[Collected data entries]

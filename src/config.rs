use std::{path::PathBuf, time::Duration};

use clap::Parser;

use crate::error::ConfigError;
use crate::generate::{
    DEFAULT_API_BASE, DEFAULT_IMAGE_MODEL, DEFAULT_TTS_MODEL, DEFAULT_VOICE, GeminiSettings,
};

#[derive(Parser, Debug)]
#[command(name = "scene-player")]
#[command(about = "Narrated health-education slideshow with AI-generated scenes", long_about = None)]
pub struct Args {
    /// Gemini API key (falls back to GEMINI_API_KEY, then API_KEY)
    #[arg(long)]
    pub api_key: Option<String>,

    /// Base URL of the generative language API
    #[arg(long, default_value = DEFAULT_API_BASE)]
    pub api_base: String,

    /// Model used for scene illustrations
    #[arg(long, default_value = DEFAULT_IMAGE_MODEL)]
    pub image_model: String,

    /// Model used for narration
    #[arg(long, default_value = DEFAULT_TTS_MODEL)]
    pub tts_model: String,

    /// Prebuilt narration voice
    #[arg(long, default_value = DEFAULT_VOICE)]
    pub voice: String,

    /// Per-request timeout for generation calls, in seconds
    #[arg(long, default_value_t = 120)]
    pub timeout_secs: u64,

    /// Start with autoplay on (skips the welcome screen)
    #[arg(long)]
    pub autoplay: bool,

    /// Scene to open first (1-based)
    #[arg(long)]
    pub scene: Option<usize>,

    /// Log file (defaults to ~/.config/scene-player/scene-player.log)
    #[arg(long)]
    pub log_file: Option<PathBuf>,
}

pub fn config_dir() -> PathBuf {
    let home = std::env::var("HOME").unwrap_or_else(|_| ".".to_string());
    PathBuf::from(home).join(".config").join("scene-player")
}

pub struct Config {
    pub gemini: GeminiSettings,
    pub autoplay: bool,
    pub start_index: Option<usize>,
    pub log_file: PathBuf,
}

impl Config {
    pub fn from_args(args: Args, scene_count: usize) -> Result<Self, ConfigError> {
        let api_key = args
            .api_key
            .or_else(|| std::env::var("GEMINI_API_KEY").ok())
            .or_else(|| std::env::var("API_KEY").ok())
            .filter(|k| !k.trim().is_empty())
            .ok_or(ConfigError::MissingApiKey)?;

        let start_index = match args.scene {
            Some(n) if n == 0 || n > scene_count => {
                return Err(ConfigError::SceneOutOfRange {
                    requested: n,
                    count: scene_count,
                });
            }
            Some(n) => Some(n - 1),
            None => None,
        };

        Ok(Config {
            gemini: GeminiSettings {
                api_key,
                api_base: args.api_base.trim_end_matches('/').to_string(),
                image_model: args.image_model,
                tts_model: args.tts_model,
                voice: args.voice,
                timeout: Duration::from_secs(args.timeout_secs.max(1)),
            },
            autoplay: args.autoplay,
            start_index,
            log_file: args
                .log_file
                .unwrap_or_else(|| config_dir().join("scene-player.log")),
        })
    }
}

[WHAT IS REQUIRED]
With the records above in view, retype each one exactly.

[YOUR RESPONSE]
filename src/config.rs
use std::{path::PathBuf, time::Duration};

use clap::Parser;

use crate::error::ConfigError;
use crate::generate::{
    DEFAULT_API_BASE, DEFAULT_IMAGE_MODEL, DEFAULT_TTS_MODEL, DEFAULT_VOICE, GeminiSettings,
};

#[derive(Parser, Debug)]
#[command(name = "scene-player")]
#[command(about = "Narrated health-education slideshow with AI-generated scenes", long_about = None)]
pub struct Args {
    /// Gemini API key (falls back to GEMINI_API_KEY, then API_KEY)
    #[arg(long)]
    pub api_key: Option<String>,

    /// Base URL of the generative language API
    #[arg(long, default_value = DEFAULT_API_BASE)]
    pub api_base: String,

    /// Model used for scene illustrations
    #[arg(long, default_value = DEFAULT_IMAGE_MODEL)]
    pub image_model: String,

    /// Model used for narration
    #[arg(long, default_value = DEFAULT_TTS_MODEL)]
    pub tts_model: String,

    /// Prebuilt narration voice
    #[arg(long, default_value = DEFAULT_VOICE)]
    pub voice: String,

    /// Per-request timeout for generation calls, in seconds
    #[arg(long, default_value_t = 120)]
    pub timeout_secs: u64,

    /// Start with autoplay on (skips the welcome screen)
    #[arg(long)]
    pub autoplay: bool,

    /// Scene to open first (1-based)
    #[arg(long)]
    pub scene: Option<usize>,

    /// Log file (defaults to ~/.config/scene-player/scene-player.log)
    #[arg(long)]
    pub log_file: Option<PathBuf>,
}

pub fn config_dir() -> PathBuf {
    let home = std::env::var("HOME").unwrap_or_else(|_| ".".to_string());
    PathBuf::from(home).join(".config").join("scene-player")
}

pub struct Config {
    pub gemini: GeminiSettings,
    pub autoplay: bool,
    pub start_index: Option<usize>,
    pub log_file: PathBuf,
}

impl Config {
    pub fn from_args(args: Args, scene_count: usize) -> Result<Self, ConfigError> {
        let api_key = args
            .api_key
            .or_else(|| std::env::var("GEMINI_API_KEY").ok())
            .or_else(|| std::env::var("API_KEY").ok())
            .filter(|k| !k.trim().is_empty())
            .ok_or(ConfigError::MissingApiKey)?;

        let start_index = match args.scene {
            Some(n) if n == 0 || n > scene_count => {
                return Err(ConfigError::SceneOutOfRange {
                    requested: n,
                    count: scene_count,
                });
            }
            Some(n) => Some(n - 1),
            None => None,
        };

        Ok(Config {
            gemini: GeminiSettings {
                api_key,
                api_base: args.api_base.trim_end_matches('/').to_string(),
                image_model: args.image_model,
                tts_model: args.tts_model,
                voice: args.voice,
                timeout: Duration::from_secs(args.timeout_secs.max(1)),
            },
            autoplay: args.autoplay,
            start_index,
            log_file: args
                .log_file
                .unwrap_or_else(|| config_dir().join("scene-player.log")),
        })
    }
}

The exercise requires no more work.